BlackBerry Ltd (NASDAQ:BBRY) (TSE:BB) was the favorite phone for the corporate customers few years back, but it was slow to respond to the changing market and was taken over by manufacturers like Samsung and Apple. The company is struggling hard to gain back its glory, and for this it has offered different kinds of smartphones including Passport, Classic and Z10. However, a report Wall Street analyst informs that the key decision makers are resistant to the attempts that the company is making to win back its corporate customers.

CIOs shying away from BlackBerry

Last June, there were 22% chief information officers out of 150 in the U.S. and Europe willing to evaluate BlackBerry’s server software for managing their employees’ smartphones, and the percentage had declined to 15% in the survey undertaken recently by Morgan Stanley analyst James Faucette.

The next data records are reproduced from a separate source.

//! Homepage Component
//!
//! Public landing page with the clinic's services and contact details.

use leptos::prelude::*;

use crate::config::CLINIC_NAME;
use crate::context::use_router;
use crate::session::Role;

/// Services advertised on the landing page: (icon, title, description)
const FEATURED_SERVICES: &[(&str, &str, &str)] = &[
    ("🩺", "Medical Consultation", "Professional medical consultation services with experienced healthcare providers"),
    ("📋", "Medical Certificates & Prescriptions", "Issuance of medical certificates and prescriptions for various needs"),
    ("🔬", "Laboratory & Diagnostic Services", "Complete laboratory testing and diagnostic services for accurate health assessment"),
    ("💻", "Online & Home Consultation", "Convenient remote consultation services from the comfort of your home"),
    ("✂️", "Circumcision Services", "Safe and professional circumcision procedures with proper care"),
    ("💉", "Insulin & Drainage Procedures", "Expert insulin administration and drainage procedures"),
    ("👁️", "Cyst Removal", "Professional minor surgical procedures including cyst removal"),
    ("🩹", "Wound Care & Suturing", "Comprehensive wound care and professional suturing services"),
];

const CONTACTS: &[(&str, &str, &str)] = &[
    ("📞", "Phone", "0995 865 987"),
    ("✉️", "Email", "wahing@theclinic.com"),
    ("🌐", "Website", "www.wahing.com"),
];

fn scroll_to_section(id: &str) {
    if let Some(element) = web_sys::window()
        .and_then(|w| w.document())
        .and_then(|d| d.get_element_by_id(id))
    {
        element.scroll_into_view();
    }
}

#[component]
pub fn Homepage() -> impl IntoView {
    let router = use_router();
    let open_login = move |_| router.open_login(Role::Patient);

    view! {
        <div class="homepage">
            <nav class="navbar">
                <div class="nav-container">
                    <div class="nav-logo">
                        <h2>{CLINIC_NAME}</h2>
                    </div>
                    <div class="nav-menu">
                        <button class="nav-link" on:click=move |_| scroll_to_section("about")>"About"</button>
                        <button class="nav-link" on:click=move |_| scroll_to_section("services")>"Services"</button>
                        <button class="nav-link" on:click=open_login>"Book Appointment"</button>
                        <button class="nav-link login-btn" on:click=open_login>"Log In"</button>
                    </div>
                </div>
            </nav>

            <section class="hero-section">
                <div class="hero-content">
                    <div class="hero-text">
                        <h1>"Medical services that you can trust"</h1>
                        <p>"Your health is our priority. Book and manage appointments with ease."</p>
                        <div class="clinic-hours">
                            <p><strong>"Clinic Hours:"</strong>" Mon-Sat, 8:00 AM - 5:00 PM"</p>
                        </div>
                        <div>
                            <button class="cta-button" on:click=move |_| scroll_to_section("services")>
                                "View Services"
                            </button>
                            <button class="cta-button secondary" on:click=open_login>"Book Now"</button>
                        </div>
                    </div>
                </div>
            </section>

            <section id="services" class="services-section">
                <div class="container">
                    <h2>"Available Services"</h2>
                    <p class="subtitle">"Comprehensive healthcare services designed to meet all your medical needs"</p>
                    <div class="services-grid">
                        {FEATURED_SERVICES.iter().map(|(icon, title, description)| view! {
                            <div class="service-card">
                                <div class="service-icon">{*icon}</div>
                                <h3>{*title}</h3>
                                <p>{*description}</p>
                            </div>
                        }).collect_view()}
                    </div>
                </div>
            </section>

            <section id="about" class="about-section">
                <div class="container about-text">
                    <h2>"About Wahing Medical Services"</h2>
                    <p>
                        "At Wahing Medical Services, we are dedicated to providing accessible and compassionate \
                         healthcare to the residents of Cordova, Cebu, and its neighboring communities."
                    </p>
                    <div class="mission-section">
                        <h3>"Our Mission"</h3>
                        <p>"To offer patient-centered healthcare services that prioritize the well-being and satisfaction of our community."</p>
                    </div>
                    <div class="location-section">
                        <h3>"Our Location"</h3>
                        <p>"Conveniently located in Gabi Road, Cordova, Cebu. Right in front of Phoenix fuel station."</p>
                    </div>
                </div>
            </section>

            <section class="contact-section-main">
                <div class="container">
                    <h2>"Get In Touch"</h2>
                    <p class="subtitle">"Ready to schedule your appointment? Contact us today."</p>
                    <div class="contact-grid">
                        {CONTACTS.iter().map(|(icon, label, value)| view! {
                            <div class="contact-item">
                                <div class="contact-icon">{*icon}</div>
                                <h3>{*label}</h3>
                                <p>{*value}</p>
                            </div>
                        }).collect_view()}
                    </div>
                    <div class="contact-cta">
                        <button class="cta-button" on:click=open_login>"Book Your Appointment"</button>
                    </div>
                </div>
            </section>

            <footer class="footer">
                <div class="container footer-content">
                    <h3>{CLINIC_NAME}</h3>
                    <p>"Providing quality healthcare services to the Cordova community"</p>
                    <div class="footer-links">
                        <button class="link-button" on:click=move |_| router.open_login(Role::Staff)>"Staff Login"</button>
                        <button class="link-button" on:click=move |_| router.open_login(Role::Admin)>"Admin Login"</button>
                    </div>
                </div>
            </footer>
        </div>
    }
}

Number of respondents doubled to 21, who evaluated BlackBerry’s software during this time period, and decided to take a pass.

“BlackBerry was at or near the top in several categories like “No plans to evaluate,” Mr. Faucette wrote in a report on Tuesday, adding “hardly the indication of burgeoning interest” to support the company’s share price.

BlackBerry Ltd (NASDAQ:BBRY) (TSE:BB) is being followed by several analysts, and Faucette is among the most pessimist one. He has given a price target of $7.00 to the stock, which is lower by 30% to the Canadian firm’s Monday closing price on the NASDAQ.

What led to BalckBerry’s downfall?

A few years back, BlackBerry was the favorite among the corporate and the government or the enterprise market. Its position was threatened and weakened by few policies undertaken by the corporate such as ‘bring your own device.’ Also, there was emergence of strong rivals in the smartphone market that led to the downfall of BlackBerry. Besides that, the company could not update its software with time that would have allowed enterprises of multiple types of devices simultaneously. The other major flaw was that the new BlackBerry 10 platform lacked compatibility with the earlier BlackBerry Ltd (NASDAQ:BBRY) (TSE:BB) products.

However, BlackBerry CEO John Chen is taking several measures to turn the company around and correct the market stumbles by introducing new software. The new software’s will help the corporations in efficient and centralized management of all the previous platforms of Blackberry along with Apple and Android smartphones. But it seems that Chen’s efforts are going well with the CIOs that Faucette has surveyed.